• [Exercise goal] Scan the material below for the word "InvalidCoordinates", then copy every line in which it appears.

• [Exercise material]
——

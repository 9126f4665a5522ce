//! Newtype wrappers for domain identifiers.

use std::fmt;
use std::str::FromStr;

use serde::{Deserialize, Serialize};
use uuid::Uuid;

macro_rules! uuid_id {
    ($(#[$meta:meta])* $name:ident) => {
        $(#[$meta])*
        #[derive(Debug, Clone, Copy, PartialEq, Eq, Hash, Serialize, Deserialize)]
        #[serde(transparent)]
        pub struct $name(pub Uuid);

        impl $name {
            /// Fresh time-ordered (v7) identifier.
            pub fn generate() -> Self {
                Self(Uuid::now_v7())
            }
        }

        impl fmt::Display for $name {
            fn fmt(&self, f: &mut fmt::Formatter<'_>) -> fmt::Result {
                self.0.fmt(f)
            }
        }

        impl FromStr for $name {
            type Err = uuid::Error;

            fn from_str(s: &str) -> Result<Self, Self::Err> {
                Ok(Self(s.parse()?))
            }
        }

        impl From<Uuid> for $name {
            fn from(id: Uuid) -> Self {
                Self(id)
            }
        }

        impl From<$name> for Uuid {
            fn from(id: $name) -> Self {
                id.0
            }
        }
    };
}

uuid_id!(
    /// Identifies a user account (the identity behind a profile).
    UserId
);

uuid_id!(
    /// Identifies a stored one-time login code.
    OtpId
);

uuid_id!(
    /// Identifies a booked ride.
    RideId
);
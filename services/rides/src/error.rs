use axum::http::StatusCode;
use axum::response::{IntoResponse, Response};

use aeroride_core::error::error_response;
use aeroride_domain::ride::RideStatus;

/// Rides service error variants.
#[derive(Debug, thiserror::Error)]
pub enum RidesServiceError {
    #[error("missing required fields: {}", .0.join(", "))]
    MissingFields(Vec<&'static str>),
    #[error("coordinates out of range")]
    InvalidCoordinates,
    #[error("unknown ride status: {0}")]
    UnknownStatus(String),
    #[error("unauthorized")]
    Unauthorized,
    #[error("ride not found")]
    RideNotFound,
    #[error("invalid ticket")]
    TicketNotFound,
    #[error("ticket is no longer valid")]
    TicketExpired,
    #[error("forbidden")]
    Forbidden,
    #[error("cannot move ride from {from} to {to}")]
    InvalidTransition { from: RideStatus, to: RideStatus },
    #[error("internal error")]
    Internal(#[from] anyhow::Error),
}

impl RidesServiceError {
    pub fn kind(&self) -> &'static str {
        match self {
            Self::MissingFields(_) => "MISSING_FIELDS",
            Self::InvalidCoordinates => "INVALID_COORDINATES",
            Self::UnknownStatus(_) => "UNKNOWN_STATUS",
            Self::Unauthorized => "UNAUTHORIZED",
            Self::RideNotFound => "RIDE_NOT_FOUND",
            Self::TicketNotFound => "TICKET_NOT_FOUND",
            Self::TicketExpired => "TICKET_EXPIRED",
            Self::Forbidden => "FORBIDDEN",
            Self::InvalidTransition { .. } => "INVALID_TRANSITION",
            Self::Internal(_) => "INTERNAL",
        }
    }

    pub fn status(&self) -> StatusCode {
        match self {
            Self::MissingFields(_) | Self::InvalidCoordinates | Self::UnknownStatus(_) => {
                StatusCode::BAD_REQUEST
            }
            Self::Unauthorized => StatusCode::UNAUTHORIZED,
            Self::RideNotFound | Self::TicketNotFound => StatusCode::NOT_FOUND,
            Self::Forbidden => StatusCode::FORBIDDEN,
            Self::InvalidTransition { .. } | Self::TicketExpired => StatusCode::CONFLICT,
            Self::Internal(_) => StatusCode::INTERNAL_SERVER_ERROR,
        }
    }
}

impl IntoResponse for RidesServiceError {
    fn into_response(self) -> Response {
        if let Self::Internal(ref e) = self {
            tracing::error!(error = %format!("{e:#}"), kind = "INTERNAL", "internal error");
        }
        error_response(self.status(), self.kind(), self.to_string())
    }
}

——

• [Answer space]
    InvalidCoordinates,
            Self::InvalidCoordinates => "INVALID_COORDINATES",
            Self::MissingFields(_) | Self::InvalidCoordinates | Self::UnknownStatus(_) => {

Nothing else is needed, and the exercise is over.